Liwa Fatemiyoun (, Persian/Dari:  or ), literally "Fatimid Banner", also known as Fatemiyoun Division or Fatemiyoun Brigade, is an Afghan Shia militia formed in 2014 to fight in Syria on the side of the Syrian government. The group's officially designated purpose, is the defense of the shrine of Zaynab bint Ali, and to fight "takfiri terrorists" in Syria, which would come to include the Islamic State (IS). It is funded, trained, and equipped by the Islamic Revolutionary Guard Corps (IRGC), and fights under the command of Iranian officers. Both the Fatemiyoun Brigade and the Iranian government downplay their relationship with one another, despite clear coordination and the brigade's operation under the auspices of the IRGC. Liwa Fatemiyoun is also closely associated with Hezbollah Afghanistan.
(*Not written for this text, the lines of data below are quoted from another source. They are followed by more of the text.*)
//! Binding-file discovery and daemon settings.
//!
//! Two independent concerns live here. [`load_bindings`] resolves the DSL
//! source(s) a run should evaluate — either one inline string or a glob of
//! `*.cfg` files — and parses them with [`rx_parser::parse`]; loading is
//! all-or-nothing across the whole invocation, matching the reference
//! daemon's behavior of aborting outright on the first bad file rather than
//! skipping it. [`Settings`] is a small TOML file of daemon-level defaults
//! (log level, quiet mode, the binding glob itself) that a CLI's flags can
//! override; it follows the teacher's tolerant-of-missing-or-malformed-file
//! `load_from` convention, since an absent settings file just means "use
//! the defaults" rather than a hard error.

use std::path::{Path, PathBuf};

use rx_parser::ParsedBinding;
use serde::Deserialize;

/// The default location the reference daemon scanned for binding files,
/// expressed as a glob pattern.
pub const DEFAULT_BINDING_GLOB: &str = "/etc/evreactor/*.cfg";

#[derive(Debug, thiserror::Error)]
pub enum ConfigError {
    #[error("{path}: {source}")]
    Io {
        path: PathBuf,
        #[source]
        source: std::io::Error,
    },
    #[error("glob pattern '{pattern}' is invalid: {source}")]
    Glob {
        pattern: String,
        #[source]
        source: glob::PatternError,
    },
    #[error(transparent)]
    GlobWalk(#[from] glob::GlobError),
    #[error("{0}")]
    Parse(#[from] rx_parser::ParseError),
}

/// Load bindings from exactly one inline DSL string (the `-e` flag).
pub fn load_inline(text: &str) -> Result<Vec<ParsedBinding>, ConfigError> {
    Ok(rx_parser::parse("<inline>", text)?)
}

/// Load and concatenate bindings from every file matched by `glob_pattern`,
/// in glob match order. A syntax error in any one file discards the whole
/// batch — there is no partial-load fallback, mirroring the reference
/// daemon's refusal to run with a partially-understood rule set.
///
/// It is not an error for the pattern to match zero files; the caller
/// decides whether an empty rule set is acceptable (the reference daemon
/// treats it as fatal in non-monitor mode).
pub fn load_glob(glob_pattern: &str) -> Result<Vec<ParsedBinding>, ConfigError> {
    let paths = glob::glob(glob_pattern).map_err(|source| ConfigError::Glob {
        pattern: glob_pattern.to_string(),
        source,
    })?;

    let mut bindings = Vec::new();
    for entry in paths {
        let path = entry?;
        let text = std::fs::read_to_string(&path).map_err(|source| ConfigError::Io {
            path: path.clone(),
            source,
        })?;
        let label = path.to_string_lossy().into_owned();
        bindings.extend(rx_parser::parse(&label, &text)?);
    }

    tracing::debug!(pattern = glob_pattern, loaded = bindings.len(), "bindings loaded from glob");
    Ok(bindings)
}

/// Daemon-level defaults, independent of the binding DSL itself. Absent or
/// malformed files fall back to [`Settings::default`] rather than failing
/// the run — the settings file is a convenience, not a required input.
#[derive(Debug, Clone, Deserialize)]
pub struct Settings {
    #[serde(default)]
    pub daemon: DaemonSettings,
    #[serde(default)]
    pub config: ConfigSettings,
}

#[derive(Debug, Clone, Deserialize)]
pub struct DaemonSettings {
    #[serde(default)]
    pub quiet: bool,
    #[serde(default = "DaemonSettings::default_log_level")]
    pub log_level: String,
}

impl DaemonSettings {
    fn default_log_level() -> String {
        "info".to_string()
    }
}

impl Default for DaemonSettings {
    fn default() -> Self {
        Self {
            quiet: false,
            log_level: Self::default_log_level(),
        }
    }
}

#[derive(Debug, Clone, Deserialize)]
pub struct ConfigSettings {
    #[serde(default = "ConfigSettings::default_glob")]
    pub glob: String,
}

impl ConfigSettings {
    fn default_glob() -> String {
        DEFAULT_BINDING_GLOB.to_string()
    }
}

impl Default for ConfigSettings {
    fn default() -> Self {
        Self {
            glob: Self::default_glob(),
        }
    }
}

impl Default for Settings {
    fn default() -> Self {
        Self {
            daemon: DaemonSettings::default(),
            config: ConfigSettings::default(),
        }
    }
}

/// `$XDG_CONFIG_HOME/evreactor/config.toml`, falling back to the platform
/// config directory `dirs::config_dir` resolves.
pub fn discover_settings_path() -> PathBuf {
    dirs::config_dir()
        .unwrap_or_else(|| PathBuf::from("."))
        .join("evreactor")
        .join("config.toml")
}

/// Load daemon settings from `path`, or [`discover_settings_path`] if
/// `path` is `None`. A missing file or a parse error both yield
/// [`Settings::default`]; only I/O errors other than "not found" propagate,
/// since those usually indicate a real permissions problem worth surfacing.
pub fn load_settings(path: Option<&Path>) -> Settings {
    let path = match path {
        Some(p) => p.to_path_buf(),
        None => discover_settings_path(),
    };

    match std::fs::read_to_string(&path) {
        Ok(text) => toml::from_str(&text).unwrap_or_else(|e| {
            tracing::warn!(path = %path.display(), error = %e, "settings file malformed, using defaults");
            Settings::default()
        }),
        Err(e) if e.kind() == std::io::ErrorKind::NotFound => Settings::default(),
        Err(e) => {
            tracing::warn!(path = %path.display(), error = %e, "could not read settings file, using defaults");
            Settings::default()
        }
    }
}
By late 2017, the unit was presumed to have numbered between 10,000–20,000 fighters. According to Zohair Mojahed, a cultural official in the Fatemiyoun Brigade, the group suffered 2,000 killed and 8,000 wounded up to the end of 2017 while fighting in Syria. However, other non-brigade sources have put the number of combat deaths lower.

History

Background 

The core of Liwa Fatemiyoun is constituted of the fighters of the Shia militia group Muhammad Army () which was active during the Soviet–Afghan War and against the Taliban, until its collapse after the Invasion of Afghanistan, as well as the Abuzar Brigade, an all-Afghan Shia militia group who voluntarily fought in the Iran–Iraq War. During the Iran–Iraq war, these fighters were stationed in the mountainous areas of Loolan and Navcheh in the northwestern Iran, as they had experience in mountain warfare and irregular warfare during the war against the Soviets.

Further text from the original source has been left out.